[Stored records]
┄┄┄┄┄┄

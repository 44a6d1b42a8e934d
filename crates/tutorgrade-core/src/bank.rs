//! TOML question bank loader.
//!
//! Loads question banks for batch import and validates them.

use std::collections::HashSet;
use std::path::Path;

use anyhow::{Context, Result};
use serde::Deserialize;

use crate::model::{Difficulty, NewQuestion};

/// Intermediate TOML structure for question bank files.
#[derive(Debug, Deserialize)]
struct TomlBankFile {
    #[serde(default)]
    bank: TomlBankHeader,
    #[serde(default)]
    questions: Vec<TomlQuestion>,
}

#[derive(Debug, Default, Deserialize)]
struct TomlBankHeader {
    #[serde(default)]
    name: Option<String>,
    #[serde(default)]
    default_subject: Option<String>,
    #[serde(default)]
    default_created_by: Option<String>,
}

#[derive(Debug, Deserialize)]
struct TomlQuestion {
    #[serde(default)]
    subject: Option<String>,
    #[serde(default = "default_difficulty")]
    difficulty: String,
    question: String,
    standard_answer: String,
    #[serde(default)]
    knowledge_points: Vec<String>,
    #[serde(default)]
    created_by: Option<String>,
}

fn default_difficulty() -> String {
    "medium".to_string()
}

fn default_created_by() -> String {
    "System".to_string()
}

/// A parsed question bank.
#[derive(Debug, Clone)]
pub struct QuestionBank {
    pub name: String,
    pub questions: Vec<NewQuestion>,
}

/// Parse a question bank file.
pub fn parse_bank(path: &Path) -> Result<QuestionBank> {
    let content = std::fs::read_to_string(path)
        .with_context(|| format!("failed to read question bank: {}", path.display()))?;

    parse_bank_str(&content, path)
}

/// Parse a TOML string into a `QuestionBank` (useful for testing).
pub fn parse_bank_str(content: &str, source_path: &Path) -> Result<QuestionBank> {
    let parsed: TomlBankFile = toml::from_str(content)
        .with_context(|| format!("failed to parse TOML: {}", source_path.display()))?;

    let name = parsed.bank.name.unwrap_or_else(|| {
        source_path
            .file_stem()
            .map(|s| s.to_string_lossy().into_owned())
            .unwrap_or_else(|| "questions".to_string())
    });

    let questions = parsed
        .questions
        .into_iter()
        .enumerate()
        .map(|(i, q)| {
            let difficulty: Difficulty = q
                .difficulty
                .parse()
                .map_err(|e: String| anyhow::anyhow!("question {}: {}", i + 1, e))?;
            let subject = q
                .subject
                .or_else(|| parsed.bank.default_subject.clone())
                .ok_or_else(|| anyhow::anyhow!("question {}: no subject", i + 1))?;
            let created_by = q
                .created_by
                .or_else(|| parsed.bank.default_created_by.clone())
                .unwrap_or_else(default_created_by);

            Ok(NewQuestion {
                subject,
                difficulty,
                text: q.question,
                standard_answer: q.standard_answer,
                knowledge_points: q
                    .knowledge_points
                    .into_iter()
                    .map(|kp| kp.trim().to_string())
                    .filter(|kp| !kp.is_empty())
                    .collect(),
                created_by,
            })
        })
        .collect::<Result<Vec<_>>>()?;

    Ok(QuestionBank { name, questions })
}

/// A warning from question bank validation.
#[derive(Debug, Clone)]
pub struct ValidationWarning {
    /// 1-based position of the question in the file.
    pub position: Option<usize>,
    pub message: String,
}

/// Validate a question bank for common issues.
pub fn validate_bank(bank: &QuestionBank) -> Vec<ValidationWarning> {
    let mut warnings = Vec::new();

    if bank.questions.is_empty() {
        warnings.push(ValidationWarning {
            position: None,
            message: "bank contains no questions".into(),
        });
    }

    for (i, q) in bank.questions.iter().enumerate() {
        if let Some(field) = q.missing_field() {
            warnings.push(ValidationWarning {
                position: Some(i + 1),
                message: format!("{field} is empty"),
            });
        }
    }

    // Duplicate question text within one subject
    let mut seen = HashSet::new();
    for (i, q) in bank.questions.iter().enumerate() {
        if !seen.insert((q.subject.as_str(), q.text.trim())) {
            warnings.push(ValidationWarning {
                position: Some(i + 1),
                message: format!("duplicate question in {}: {}", q.subject, q.text.trim()),
            });
        }
    }

    for (i, q) in bank.questions.iter().enumerate() {
        if q.knowledge_points.is_empty() {
            warnings.push(ValidationWarning {
                position: Some(i + 1),
                message: "no knowledge points; weak-point analysis will be vague".into(),
            });
        }
    }

    warnings
}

┄┄┄┄┄┄

■ **Exercise objective**:
Which lines above hold the word "seen"? Copy each of them.

■ **Result of this task**:
    let mut seen = HashSet::new();
        if !seen.insert((q.subject.as_str(), q.text.trim())) {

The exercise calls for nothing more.